Die Inszenierung von Stefan Herheim beginnt unauffällig; dass Josef K. im ersten Akt die Maske des Komponisten trägt, ist ein guter Einfall, vor allem wenn man weiß, dass von Einem im Jahr 1938 mehrmals von der Gestapo abgeholt und tagelang verhört wurde, ohne je den Grund zu erfahren – als pure Einschüchterung vermutlich sehr wirkungsvoll. Auch dass Franz Kafka, gespielt von Fabian Tobias Huster, auf der Bühne präsent ist, ist ein diskutabler, wenn auch nicht sonderlich erhellender Regieeinfall. Im zweiten Akt gerät die Inszenierung dann auf seltsame Wege. In der dritten Szene hat Josef K. plötzlich den Bart und die weißen Haare abgelegt und tritt in jungenhafter Wanderkleidung auf, was so gar nicht zum Prokuristen einer großen Bank passt. Der Kanzleidirektor entpuppt sich als der Gekreuzigte mit seinen Stigmata. Was der Regisseur damit intendiert, konnte ich beim besten Willen nicht nachvollziehen. Ich gebe aber gerne zu, dass die letzten beiden Szenen wiederum sehr gut gelungen waren, vor allem das Gespräch im Dom, untermalt mit einem Ostinato, das der Szene höchte Dramatik verlieh. Das Zusammenspiel von Musik und Gestik war in dieser Szene beispielhaft. Insgesamt war die Personenführung sehr dynamisch und hatte keine Scheu, auch allerhand Obszönitäten anzudeuten.
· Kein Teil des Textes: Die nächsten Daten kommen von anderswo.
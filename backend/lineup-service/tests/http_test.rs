use actix_web::{http::StatusCode, test, web, App};
use lineup_cache::{CacheMetrics, KeyedCache};
use lineup_service::handlers::{self, AppState};
use lineup_service::rankers::Sampler;
use lineup_service::services::{
    CandidateSetStore, ExperimentCatalog, LineupService, MetricsStore, QaOverrides,
    SlateAssembler, StoreTopicProfiles,
};
use lineup_service::store::{MemoryStore, StoreReader};
use prometheus::Registry;
use serde_json::Value;
use std::collections::HashSet;
use std::sync::Arc;
use std::time::Duration;

const STORE_FIXTURE: &str = include_str!("../fixtures/store.json");
const CATALOG: &str = include_str!("../config/experiments.json");

fn state() -> web::Data<AppState> {
    let store: Arc<dyn StoreReader> = Arc::new(MemoryStore::from_fixture_str(STORE_FIXTURE).unwrap());
    let catalog = Arc::new(ExperimentCatalog::from_json(CATALOG).unwrap());
    let sampler = Arc::new(Sampler::seeded(7));

    let candidate_sets = Arc::new(CandidateSetStore::new(
        Arc::clone(&store),
        "lineup_candidate_sets",
        "id-version",
        KeyedCache::in_memory("candidate_sets", Duration::from_secs(900)),
    ));
    let recommendation_metrics = Arc::new(MetricsStore::new(
        Arc::clone(&store),
        "recommendation_metrics",
        KeyedCache::in_memory("recommendation_metrics", Duration::from_secs(300)),
    ));
    let slate_metrics = Arc::new(MetricsStore::new(
        Arc::clone(&store),
        "slate_metrics",
        KeyedCache::in_memory("slate_metrics", Duration::from_secs(300)),
    ));
    let topic_profiles = Arc::new(StoreTopicProfiles::new(Arc::clone(&store), "topic_profiles"));

    let slates = Arc::new(SlateAssembler::new(
        candidate_sets,
        recommendation_metrics,
        Arc::clone(&sampler),
        "RecommendationAPI",
    ));
    let lineups = Arc::new(LineupService::new(
        catalog,
        slates,
        slate_metrics,
        topic_profiles,
        QaOverrides::new(
            vec!["qa-user".to_string()],
            [("trending".to_string(), "trending-preview".to_string())].into(),
        ),
        sampler,
    ));

    let registry = Registry::new();
    CacheMetrics::register(&registry).unwrap();

    web::Data::new(AppState { lineups, registry })
}

#[actix_web::test]
async fn test_get_lineup() {
    let app = test::init_service(App::new().app_data(state()).configure(handlers::configure)).await;

    let req = test::TestRequest::get()
        .uri("/api/v1/lineups/discover?user_id=demo-user&recommendation_count=2")
        .to_request();
    let resp = test::call_service(&app, req).await;
    assert_eq!(resp.status(), StatusCode::OK);

    let body: Value = test::read_body_json(resp).await;
    assert_eq!(body["id"], "discover");
    assert_eq!(body["experimentId"], "discover-default");
    assert_eq!(body["requestId"].as_str().map(str::len), Some(36));

    let slates = body["slates"].as_array().unwrap();
    assert_eq!(slates.len(), 3);
    assert_eq!(slates[0]["displayName"], "Trending");

    let mut seen = HashSet::new();
    for slate in slates {
        let recs = slate["recommendations"].as_array().unwrap();
        assert!(recs.len() <= 2);
        for rec in recs {
            assert!(seen.insert(rec["itemId"].as_str().unwrap().to_string()));
        }
    }
}

#[actix_web::test]
async fn test_slate_count_zero() {
    let app = test::init_service(App::new().app_data(state()).configure(handlers::configure)).await;

    let req = test::TestRequest::get()
        .uri("/api/v1/lineups/discover?user_id=demo-user&slate_count=0")
        .to_request();
    let body: Value = test::call_and_read_body_json(&app, req).await;

    assert_eq!(body["slates"].as_array().map(Vec::len), Some(0));
}

#[actix_web::test]
async fn test_get_slate_for_qa_user() {
    let app = test::init_service(App::new().app_data(state()).configure(handlers::configure)).await;

    let req = test::TestRequest::get()
        .uri("/api/v1/slates/trending?user_id=qa-user")
        .to_request();
    let body: Value = test::call_and_read_body_json(&app, req).await;

    assert_eq!(body["id"], "trending-preview");
    assert_eq!(body["recommendations"][0]["itemId"], "9001");
    assert_eq!(body["recommendations"][0]["id"], "RecommendationAPI/9001");
}

#[actix_web::test]
async fn test_unknown_lineup_is_404() {
    let app = test::init_service(App::new().app_data(state()).configure(handlers::configure)).await;

    let req = test::TestRequest::get()
        .uri("/api/v1/lineups/nope?user_id=demo-user")
        .to_request();
    let resp = test::call_service(&app, req).await;
    assert_eq!(resp.status(), StatusCode::NOT_FOUND);

    let body: Value = test::read_body_json(resp).await;
    assert_eq!(body["code"], 404);
}

#[actix_web::test]
async fn test_missing_user_id_is_400() {
    let app = test::init_service(App::new().app_data(state()).configure(handlers::configure)).await;

    let req = test::TestRequest::get()
        .uri("/api/v1/lineups/discover")
        .to_request();
    let resp = test::call_service(&app, req).await;
    assert_eq!(resp.status(), StatusCode::BAD_REQUEST);

    let body: Value = test::read_body_json(resp).await;
    assert_eq!(body["code"], 400);
    assert!(body["error"].as_str().unwrap().contains("user_id"));
}

#[actix_web::test]
async fn test_invalid_count_is_json_400() {
    let app = test::init_service(App::new().app_data(state()).configure(handlers::configure)).await;

    let req = test::TestRequest::get()
        .uri("/api/v1/slates/trending?user_id=demo-user&recommendation_count=many")
        .to_request();
    let resp = test::call_service(&app, req).await;
    assert_eq!(resp.status(), StatusCode::BAD_REQUEST);

    let body: Value = test::read_body_json(resp).await;
    assert_eq!(body["code"], 400);
}

#[actix_web::test]
async fn test_health_and_metrics() {
    let app = test::init_service(App::new().app_data(state()).configure(handlers::configure)).await;

    let resp = test::call_service(&app, test::TestRequest::get().uri("/health").to_request()).await;
    assert_eq!(resp.status(), StatusCode::OK);

    let resp = test::call_service(&app, test::TestRequest::get().uri("/metrics").to_request()).await;
    assert_eq!(resp.status(), StatusCode::OK);
}
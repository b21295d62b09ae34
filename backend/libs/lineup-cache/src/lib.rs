//! Lineup caching layer
//!
//! Provides the read-through cache used by the lineup services with:
//! - Single-flight fetch coalescing per key (concurrent misses share one fetch)
//! - TTL-bound entries, no negative caching
//! - Namespaced keys so several caches can share one backend
//! - Pluggable backends: in-process ([`MemoryBackend`]) or Redis ([`RedisBackend`])
//! - Metrics integration

mod error;
mod keyed;
mod keys;
mod memory;
mod metrics;
mod redis_backend;

pub use error::{CacheError, CacheResult};
pub use keyed::KeyedCache;
pub use keys::{CacheKey, CACHE_VERSION};
pub use memory::MemoryBackend;
pub use metrics::CacheMetrics;
pub use redis_backend::RedisBackend;

use std::time::Duration;

/// Default TTL values
pub mod ttl {
    use std::time::Duration;

    pub const METRICS: Duration = Duration::from_secs(300); // 5 minutes
    pub const CANDIDATE_SETS: Duration = Duration::from_secs(900); // 15 minutes
}

/// Storage behind a [`KeyedCache`].
///
/// Values are opaque serialized strings. Backends only store and expire them;
/// fetch coalescing is enforced by `KeyedCache`, never assumed from the backend.
#[async_trait::async_trait]
pub trait CacheBackend: Send + Sync {
    /// Get a live value, `None` on miss or expiry
    async fn get(&self, key: &str) -> CacheResult<Option<String>>;

    /// Set a value that expires after `ttl`
    async fn set(&self, key: &str, value: &str, ttl: Duration) -> CacheResult<()>;

    /// Delete one key; deleting a missing key is not an error
    async fn delete(&self, key: &str) -> CacheResult<()>;

    /// Delete every key of a namespace, returning the number removed
    async fn delete_namespace(&self, namespace: &str) -> CacheResult<usize>;
}
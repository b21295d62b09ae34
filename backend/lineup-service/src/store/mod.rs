//! Key-value document store access
//!
//! Tables hold JSON records addressed by a partition key and an optional sort
//! key. Secondary indexes group records under another partition key and order
//! them by a sort attribute.

mod memory;
mod redis_store;

pub use self::memory::{IndexSchema, MemoryStore, TableSchema};
pub use self::redis_store::RedisStore;

use async_trait::async_trait;
use futures::future::try_join_all;
use serde_json::Value;
use std::collections::HashMap;
use thiserror::Error;

/// Raw record as stored
pub type Record = Value;

#[derive(Debug, Clone, Error, PartialEq)]
pub enum StoreError {
    #[error("store unavailable: {0}")]
    Unavailable(String),

    #[error("unknown table: {0}")]
    UnknownTable(String),

    #[error("unknown index {index} on table {table}")]
    UnknownIndex { table: String, index: String },

    #[error("malformed record: {0}")]
    Malformed(String),
}

impl From<redis::RedisError> for StoreError {
    fn from(err: redis::RedisError) -> Self {
        StoreError::Unavailable(err.to_string())
    }
}

#[async_trait]
pub trait StoreReader: Send + Sync {
    /// Point lookup by primary key
    async fn get_item(
        &self,
        table: &str,
        partition_key: &str,
        sort_key: Option<&str>,
    ) -> Result<Option<Record>, StoreError>;

    /// Records of one index partition, ordered by the index sort attribute
    async fn query(
        &self,
        table: &str,
        index: &str,
        partition_key: &str,
        limit: usize,
        scan_forward: bool,
    ) -> Result<Vec<Record>, StoreError>;

    /// Batched point lookups by partition key. Missing records are omitted.
    async fn get_items(
        &self,
        table: &str,
        partition_keys: &[String],
    ) -> Result<HashMap<String, Record>, StoreError> {
        let lookups = partition_keys.iter().map(|pk| async move {
            self.get_item(table, pk, None)
                .await
                .map(|record| (pk.clone(), record))
        });

        let found = try_join_all(lookups).await?;
        Ok(found
            .into_iter()
            .filter_map(|(pk, record)| record.map(|record| (pk, record)))
            .collect())
    }
}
Anne-Fleur Werner (Die Frau), Timothy Connor (Advokat), Robert Murray (Josef K.), Philipp Schöllhorn (Onkel Albert) © Herwig Prammer

Da die Bühne in der Kammeroper recht klein ist, hat sich Bühnenbildnerin Silke Bauer auf das Notwendigste beschränkt: ein großes Bett und ein Schreibtisch/Klavier für die Innenräume, ein Kronleuchter für die Szene im Dom. Die hintere Bühnenwand ist transparent, sodas das Orchester in vielen Szenen vage zu erkennen ist. Die Kostüme von Nina Paireder sind sehr suggestiv, vor allem die für Anne-Fleur Werner entworfenen. Auch erinnern die Uniformen der Wächter, die Josef K. verhaften, mehr an eine psychiatrische Klinik als an einen polizeilichen Wachkörper.

Dank dem Klangforum Wien, seinem Dirigenten Walter Kobéra und den genannten Sängerinnen und Sängern verlief der Abend musikalisch sehr zufriedenstellend, was vom Publikum auch hörbar honoriert wurde. Einige Aspekte der Inszenierung blieben mir unverständlich, was den Gesamteindruck des Abends aber nicht wesentlich beeinträchtigte. Denn wie “Dantons Tod” ist auch “Der Prozess” eine Oper, in der in jedem Takt die Theaterpranke des Komponisten unverkennbar spürbar ist.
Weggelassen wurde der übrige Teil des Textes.